Source data:
* * *

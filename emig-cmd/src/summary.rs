//! Headless summary of one expressed attribute.

use anyhow::Context;
use emig_core::label::format_count;
use emig_core::{AttributeName, MapConfig, MapSession};
use log::info;
use std::fmt::Write;
use std::fs;

fn read_file(path: &str) -> anyhow::Result<String> {
    fs::read_to_string(path).with_context(|| format!("Failed to read {}", path))
}

pub fn load_config(path: Option<&str>) -> anyhow::Result<MapConfig> {
    match path {
        Some(path) => MapConfig::from_json(&read_file(path)?)
            .with_context(|| format!("Invalid map configuration in {}", path)),
        None => Ok(MapConfig::default()),
    }
}

/// Load both files and express `attribute` (or the default one).
pub fn load_session(
    records_path: &str,
    regions_path: &str,
    attribute: Option<&str>,
    config: MapConfig,
) -> anyhow::Result<MapSession> {
    let records = emig_data::load_records(&read_file(records_path)?, &config.records)?;
    let features = emig_data::load_regions(&read_file(regions_path)?, &config.features)?;
    info!(
        "Loaded {} records and {} regions",
        records.len(),
        features.len()
    );

    let mut session = MapSession::new(features, &records, config);
    if let Some(name) = attribute {
        session.select_by_name(name)?;
    }
    Ok(session)
}

/// Print the join report, the class breaks and the bar order for `attribute`.
pub fn run_summary(
    records_path: &str,
    regions_path: &str,
    attribute: Option<&str>,
    config_path: Option<&str>,
    json: bool,
) -> anyhow::Result<()> {
    let config = load_config(config_path)?;
    let session = load_session(records_path, regions_path, attribute, config)?;
    let output = if json {
        render_json(&session)?
    } else {
        render_table(&session)?
    };
    print!("{}", output);
    Ok(())
}

/// The latest view update, pretty-printed.
pub fn render_json(session: &MapSession) -> anyhow::Result<String> {
    let mut out = serde_json::to_string_pretty(&*session.latest_update())?;
    out.push('\n');
    Ok(out)
}

/// Title, join counts, legend classes and ranked bars as plain text.
pub fn render_table(session: &MapSession) -> anyhow::Result<String> {
    let update = session.latest_update();
    let report = session.join_report();
    let mut out = String::new();

    writeln!(out, "{}", update.title)?;
    writeln!(
        out,
        "Joined {} regions; {} without data, {} unused records, {} duplicate keys",
        report.matched,
        report.unmatched_regions.len(),
        report.unused_records.len(),
        report.duplicate_keys.len()
    )?;

    writeln!(out)?;
    writeln!(out, "Classes:")?;
    for bucket in &update.legend {
        writeln!(
            out,
            "  {} {:>12} - {:<12} {}",
            bucket.index,
            format_count(bucket.lower),
            format_count(bucket.upper),
            bucket.color
        )?;
    }
    writeln!(out, "  - {:>27} {}", "no data", update.no_data_color)?;

    writeln!(out)?;
    writeln!(out, "Bars:")?;
    for bar in &update.bars {
        let value = bar
            .value
            .map(format_count)
            .unwrap_or_else(|| "no data".to_string());
        writeln!(
            out,
            "  {:>3}. {:<24} {:>12} {}",
            bar.rank + 1,
            bar.group_name,
            value,
            bar.color
        )?;
    }
    Ok(out)
}

pub fn list_attributes() {
    for attr in AttributeName::ALL {
        println!("{}", attr);
    }
}
//! GeoJSON loading for map regions.
//!
//! Input is a `FeatureCollection` (converted from TopoJSON ahead of time).
//! Geometry is kept as raw JSON for the projection layer; only the
//! configured properties are read.

use anyhow::Context;
use emig_core::config::FeatureSchema;
use emig_core::RegionFeature;
use serde::Deserialize;
use serde_json::{json, Map, Value};

#[derive(Deserialize)]
struct FeatureCollection {
    features: Vec<Feature>,
}

#[derive(Deserialize)]
struct Feature {
    #[serde(default)]
    properties: Option<Map<String, Value>>,
    #[serde(default)]
    geometry: Value,
}

/// Parse a GeoJSON feature collection into regions, in file order.
///
/// Features without a key are kept (they will not join and are drawn as no
/// data). A missing group name falls back to the display name, then the key.
pub fn load_regions(geojson: &str, schema: &FeatureSchema) -> anyhow::Result<Vec<RegionFeature>> {
    let collection: FeatureCollection =
        serde_json::from_str(geojson).context("Failed to parse regions GeoJSON")?;

    let mut keyless = 0u32;
    let regions: Vec<RegionFeature> = collection
        .features
        .into_iter()
        .map(|feature| {
            let mut properties = feature.properties.unwrap_or_default();
            let key = take_text(&mut properties, &schema.key_property).unwrap_or_default();
            if key.is_empty() {
                keyless += 1;
            }
            let display = take_text(&mut properties, &schema.name_property);
            let group = take_text(&mut properties, &schema.group_property)
                .or_else(|| display.clone())
                .unwrap_or_else(|| key.clone());
            let display = display.unwrap_or_else(|| group.clone());

            let mut region = RegionFeature::new(key, group, display).with_geometry(feature.geometry);
            region.properties = properties;
            region
        })
        .collect();

    log::info!(
        "[EMIG] regions: Loaded {} regions, {} without a {:?} property",
        regions.len(),
        keyless,
        schema.key_property
    );
    Ok(regions)
}

/// Back to a feature collection for the projection layer.
///
/// Each feature carries `key` and `group` so paths can be matched with
/// regions by index or key.
pub fn to_feature_collection(regions: &[RegionFeature]) -> Value {
    let features: Vec<Value> = regions
        .iter()
        .map(|region| {
            json!({
                "type": "Feature",
                "properties": {
                    "key": region.region_key,
                    "group": region.group_name,
                },
                "geometry": region.geometry,
            })
        })
        .collect();
    json!({ "type": "FeatureCollection", "features": features })
}

/// Parse the world countries layer drawn underneath the regions.
///
/// Only geometry is kept; the layer is never joined or highlighted. Blank
/// input (the build placeholder for a missing file) yields `None`.
pub fn load_background(geojson: &str) -> anyhow::Result<Option<Value>> {
    if geojson.trim().is_empty() {
        log::warn!("[EMIG] regions: no background countries, drawing regions only");
        return Ok(None);
    }
    let collection: FeatureCollection =
        serde_json::from_str(geojson).context("Failed to parse background GeoJSON")?;
    let features: Vec<Value> = collection
        .features
        .into_iter()
        .filter(|feature| !feature.geometry.is_null())
        .map(|feature| json!({ "type": "Feature", "properties": {}, "geometry": feature.geometry }))
        .collect();
    log::info!("[EMIG] regions: Loaded {} background countries", features.len());
    Ok(Some(json!({ "type": "FeatureCollection", "features": features })))
}

/// Remove a property and render it as text; numbers are accepted for keys.
fn take_text(properties: &mut Map<String, Value>, name: &str) -> Option<String> {
    match properties.remove(name)? {
        Value::String(s) => Some(s.trim().to_string()).filter(|s| !s.is_empty()),
        Value::Number(n) => Some(n.to_string()),
        _ => None,
    }
}

#[cfg(test)]
mod tests {
    use super::*;

    const GEOJSON: &str = r#"{
        "type": "FeatureCollection",
        "features": [
            {"type": "Feature",
             "properties": {"CC": "PL", "sovereignt": "Poland", "name": "Poland", "pop_est": 38476269},
             "geometry": {"type": "Polygon", "coordinates": [[[14.1, 49.0], [24.1, 49.0], [24.1, 54.8], [14.1, 54.8], [14.1, 49.0]]]}},
            {"type": "Feature",
             "properties": {"sovereignt": "Kosovo"},
             "geometry": null},
            {"type": "Feature",
             "properties": {"CC": "RO", "name": "Romania"},
             "geometry": {"type": "Point", "coordinates": [25.0, 45.9]}}
        ]
    }"#;

    #[test]
    fn reads_configured_properties() {
        let regions = load_regions(GEOJSON, &FeatureSchema::default()).unwrap();
        assert_eq!(regions.len(), 3);
        assert_eq!(regions[0].region_key, "PL");
        assert_eq!(regions[0].group_name, "Poland");
        assert_eq!(regions[0].properties["pop_est"], 38476269);
        assert!(regions[0].geometry.is_object());
        assert!(!regions[0].is_joined());
    }

    #[test]
    fn keyless_features_are_kept() {
        let regions = load_regions(GEOJSON, &FeatureSchema::default()).unwrap();
        assert_eq!(regions[1].region_key, "");
        assert_eq!(regions[1].group_name, "Kosovo");
        assert!(regions[1].geometry.is_null());
    }

    #[test]
    fn group_falls_back_to_display_name() {
        let regions = load_regions(GEOJSON, &FeatureSchema::default()).unwrap();
        assert_eq!(regions[2].group_name, "Romania");
        assert_eq!(regions[2].display_name, "Romania");
    }

    #[test]
    fn rejects_non_collections() {
        assert!(load_regions(r#"{"type": "Feature"}"#, &FeatureSchema::default()).is_err());
    }

    #[test]
    fn background_keeps_geometry_only() {
        let background = load_background(GEOJSON).unwrap().unwrap();
        let features = background["features"].as_array().unwrap();
        assert_eq!(features.len(), 2, "features without geometry are dropped");
        assert_eq!(features[0]["properties"], json!({}));
        assert_eq!(features[1]["geometry"]["type"], "Point");
    }

    #[test]
    fn blank_background_is_optional() {
        assert_eq!(load_background("").unwrap(), None);
        assert_eq!(load_background("  \n").unwrap(), None);
        assert!(load_background(r#"{"type": "Feature"}"#).is_err());
    }

    #[test]
    fn feature_collection_keeps_order_and_geometry() {
        let regions = load_regions(GEOJSON, &FeatureSchema::default()).unwrap();
        let fc = to_feature_collection(&regions);
        assert_eq!(fc["features"].as_array().unwrap().len(), 3);
        assert_eq!(fc["features"][2]["properties"]["key"], "RO");
        assert_eq!(fc["features"][0]["geometry"], regions[0].geometry);
    }
}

* * *

Copy out the lines above that hold the string "sovereignt".

PROBLEM SOLUTION:
             "properties": {"CC": "PL", "sovereignt": "Poland", "name": "Poland", "pop_est": 38476269},
             "properties": {"sovereignt": "Kosovo"},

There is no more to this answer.